Art Katz would have turned 80 this year had he not died in June 2007 from a blood vessel disease. A bench, an angel statuette, a stone wall and a birdbath make up a tiny shrine in a grassy field by a dirt road in a tiny community some 10 miles south of Bemidji.

Across the sunny meadow is a deserted olive-green house where Art once lived and wrote his many books. Down the road are several house trailers — remnants of Ben Israel Fellowship, a Christian community he helped found.

A dark red barn that once hosted popular conferences where Art taught now sits abandoned in a field of grass and clover. But Mr. Katz’s writings live on with the help of Simon and Naomi Hensman, a couple who runs www.artkatzministries.org and who graciously showed me around.

The community’s isolated locale served as a possible refuge for U.S. Jews who Art believed will endure great persecution in a future time when America turns against them. Mr. Katz, who was born Jewish before converting to Christianity, had a passion for anything to do with Israel.
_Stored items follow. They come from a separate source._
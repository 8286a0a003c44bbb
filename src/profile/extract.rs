use once_cell::sync::Lazy;
use regex::Regex;
use serde_json::{Map, Value};

use super::fallback::synthetic_dataset;

static RATING_DIGITS: Lazy<Regex> = Lazy::new(|| Regex::new(r"\d+").expect("literal pattern"));

/// Below this many real entries the extraction result is discarded and the
/// synthetic dataset is returned instead, so renderers always have points.
const MIN_REAL_ENTRIES: usize = 3;

#[derive(Clone, Debug, PartialEq)]
pub struct IdentityEntry {
    pub label: String,
    pub strength: f64,
    pub title: String,
    pub beliefs: String,
    pub style: String,
}

/// Insertion-ordered collection of identity entries keyed by label.
/// Re-inserting an existing label overwrites the entry in place.
#[derive(Clone, Debug, Default, PartialEq)]
pub struct IdentityMap {
    entries: Vec<IdentityEntry>,
}

impl IdentityMap {
    pub fn insert(&mut self, entry: IdentityEntry) {
        if let Some(existing) = self
            .entries
            .iter_mut()
            .find(|existing| existing.label == entry.label)
        {
            *existing = entry;
        } else {
            self.entries.push(entry);
        }
    }

    pub fn get(&self, label: &str) -> Option<&IdentityEntry> {
        self.entries.iter().find(|entry| entry.label == label)
    }

    pub fn len(&self) -> usize {
        self.entries.len()
    }

    pub fn is_empty(&self) -> bool {
        self.entries.is_empty()
    }

    pub fn iter(&self) -> impl Iterator<Item = &IdentityEntry> {
        self.entries.iter()
    }
}

/// Walks an arbitrary profile document and produces a flat identity map.
///
/// When the document has a top-level `Self` key, only that subtree is
/// traversed. Only nested objects are treated as containers or entry
/// sources; arrays and primitives are skipped. A node at key `K` under
/// immediate parent key `P` is labelled `K` or `"P - K"`.
pub fn extract(document: &Value) -> IdentityMap {
    let root = document.get("Self").unwrap_or(document);

    let mut found = IdentityMap::default();
    if let Value::Object(fields) = root {
        walk(fields, "", &mut found);
    }

    if found.len() < MIN_REAL_ENTRIES {
        return synthetic_dataset();
    }
    found
}

fn walk(fields: &Map<String, Value>, parent: &str, found: &mut IdentityMap) {
    for (key, value) in fields {
        let Value::Object(child) = value else {
            continue;
        };

        let label = if parent.is_empty() {
            key.clone()
        } else {
            format!("{parent} - {key}")
        };

        if let Some(strength) = detect_strength(child) {
            found.insert(IdentityEntry {
                title: text_field(child, "Title", "title")
                    .unwrap_or_else(|| format!("{label} Specialist")),
                beliefs: text_field(child, "Beliefs", "beliefs")
                    .unwrap_or_else(|| format!("Core beliefs about {label}")),
                style: text_field(child, "Style", "style")
                    .unwrap_or_else(|| format!("Approach to {label}")),
                label,
                strength,
            });
        }

        // A node and its descendants can both contribute entries.
        walk(child, key, found);
    }
}

/// Strength precedence: `Rating` (string with embedded digits), then
/// `Strength`, then `strength`. First usable field wins; unusable values
/// fall through to the next candidate.
fn detect_strength(fields: &Map<String, Value>) -> Option<f64> {
    if let Some(Value::String(rating)) = fields.get("Rating")
        && let Some(digits) = RATING_DIGITS.find(rating)
    {
        // An all-digit run can only fail to parse by overflow; cap it
        // rather than falling through to the other fields.
        let parsed = digits.as_str().parse::<i64>().unwrap_or(i64::MAX);
        return Some(parsed as f64);
    }

    if let Some(strength) = fields.get("Strength").and_then(Value::as_f64) {
        return Some(strength);
    }

    fields.get("strength").and_then(Value::as_f64)
}

fn text_field(fields: &Map<String, Value>, upper: &str, lower: &str) -> Option<String> {
    fields
        .get(upper)
        .or_else(|| fields.get(lower))
        .and_then(Value::as_str)
        .map(str::to_owned)
}

#[cfg(test)]
mod tests {
    use serde_json::json;

    use super::*;

    fn labels(map: &IdentityMap) -> Vec<&str> {
        map.iter().map(|entry| entry.label.as_str()).collect()
    }

    #[test]
    fn sparse_document_falls_back_to_synthetic_dataset() {
        let document = json!({
            "Work": { "Rating": "8/10" },
            "Notes": "free text"
        });

        let map = extract(&document);
        assert_eq!(map, synthetic_dataset());
        assert_eq!(map.len(), 8);
    }

    #[test]
    fn extracts_entries_in_first_seen_order_with_composite_labels() {
        let document = json!({
            "Self": {
                "Work": {
                    "Rating": "8/10",
                    "Engineering": { "strength": 7 }
                },
                "Values": { "Strength": 9 }
            }
        });

        let map = extract(&document);
        assert_eq!(labels(&map), ["Work", "Work - Engineering", "Values"]);
        assert_eq!(map.get("Work").map(|entry| entry.strength), Some(8.0));
        assert_eq!(
            map.get("Work - Engineering").map(|entry| entry.strength),
            Some(7.0)
        );
    }

    #[test]
    fn rating_takes_first_run_of_digits() {
        let document = json!({
            "A": { "Rating": "7/10" },
            "B": { "Rating": "scored 42 points" },
            "C": { "strength": 3 }
        });

        let map = extract(&document);
        assert_eq!(map.get("A").map(|entry| entry.strength), Some(7.0));
        assert_eq!(map.get("B").map(|entry| entry.strength), Some(42.0));
    }

    #[test]
    fn digit_free_rating_falls_through_to_strength_fields() {
        let document = json!({
            "A": { "Rating": "no number here", "Strength": 5 },
            "B": { "Rating": 9, "strength": 2 },
            "C": { "Rating": "no number here" },
            "D": { "strength": 4 }
        });

        let map = extract(&document);
        assert_eq!(map.get("A").map(|entry| entry.strength), Some(5.0));
        assert_eq!(map.get("B").map(|entry| entry.strength), Some(2.0));
        assert!(map.get("C").is_none());
    }

    #[test]
    fn oversized_rating_digit_runs_saturate() {
        let document = json!({
            "A": { "Rating": "99999999999999999999/100", "Strength": 2 },
            "B": { "strength": 3 },
            "C": { "strength": 4 }
        });

        let map = extract(&document);
        assert_eq!(
            map.get("A").map(|entry| entry.strength),
            Some(i64::MAX as f64)
        );
    }

    #[test]
    fn rating_wins_over_both_strength_fields() {
        let document = json!({
            "A": { "Rating": "4/10", "Strength": 9, "strength": 2 },
            "B": { "Strength": 6, "strength": 1 },
            "C": { "strength": 3 }
        });

        let map = extract(&document);
        assert_eq!(map.get("A").map(|entry| entry.strength), Some(4.0));
        assert_eq!(map.get("B").map(|entry| entry.strength), Some(6.0));
    }

    #[test]
    fn missing_text_fields_get_templated_defaults() {
        let document = json!({
            "Craft": { "strength": 8, "Title": "Builder" },
            "Focus": { "strength": 6 },
            "Drive": { "strength": 7 }
        });

        let map = extract(&document);
        let craft = map.get("Craft").unwrap();
        assert_eq!(craft.title, "Builder");
        assert_eq!(craft.beliefs, "Core beliefs about Craft");
        assert_eq!(craft.style, "Approach to Craft");

        let focus = map.get("Focus").unwrap();
        assert_eq!(focus.title, "Focus Specialist");
    }

    #[test]
    fn arrays_and_primitives_are_not_traversed() {
        let document = json!({
            "List": [ { "strength": 9 }, { "strength": 8 } ],
            "A": { "strength": 1 },
            "B": { "strength": 2 },
            "C": { "strength": 3 }
        });

        let map = extract(&document);
        assert_eq!(labels(&map), ["A", "B", "C"]);
    }

    #[test]
    fn duplicate_labels_overwrite_in_place() {
        let mut map = IdentityMap::default();
        for (label, strength) in [("X", 1.0), ("Y", 2.0), ("X", 5.0)] {
            map.insert(IdentityEntry {
                label: label.to_owned(),
                strength,
                title: String::new(),
                beliefs: String::new(),
                style: String::new(),
            });
        }

        assert_eq!(labels(&map), ["X", "Y"]);
        assert_eq!(map.get("X").map(|entry| entry.strength), Some(5.0));
    }
}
His most famous moment was at the 1977 Conference on Charismatic Renewal in the Christian Churches, a gathering of 45,000 Christians in Kansas City. Art was a speaker at a symposium of messianic Jews, who believe Jesus was the promised Jewish messiah. He caused an uproar when he stated that because Jews caused the death of Christ, they reaped the results of the Holocaust.

A journalist at the event said dozens of Jews and Christians — including several Catholic priests — responded by apologizing for past sins and washing each other’s feet. The meeting had been going nowhere spiritually until Art broke the ice.

I first spotted Art at a charismatic convention in New Orleans 10 years later, where he angered some of the organizers with his blunt remarks on the lack of spiritual power there.

I, however, was impressed by his assessment, which is what the journalists covering the event were privately murmuring in the press box. Over the years, I followed this brilliant, complex man who was known as prophetic, provocative and somewhat of a burr in the saddle.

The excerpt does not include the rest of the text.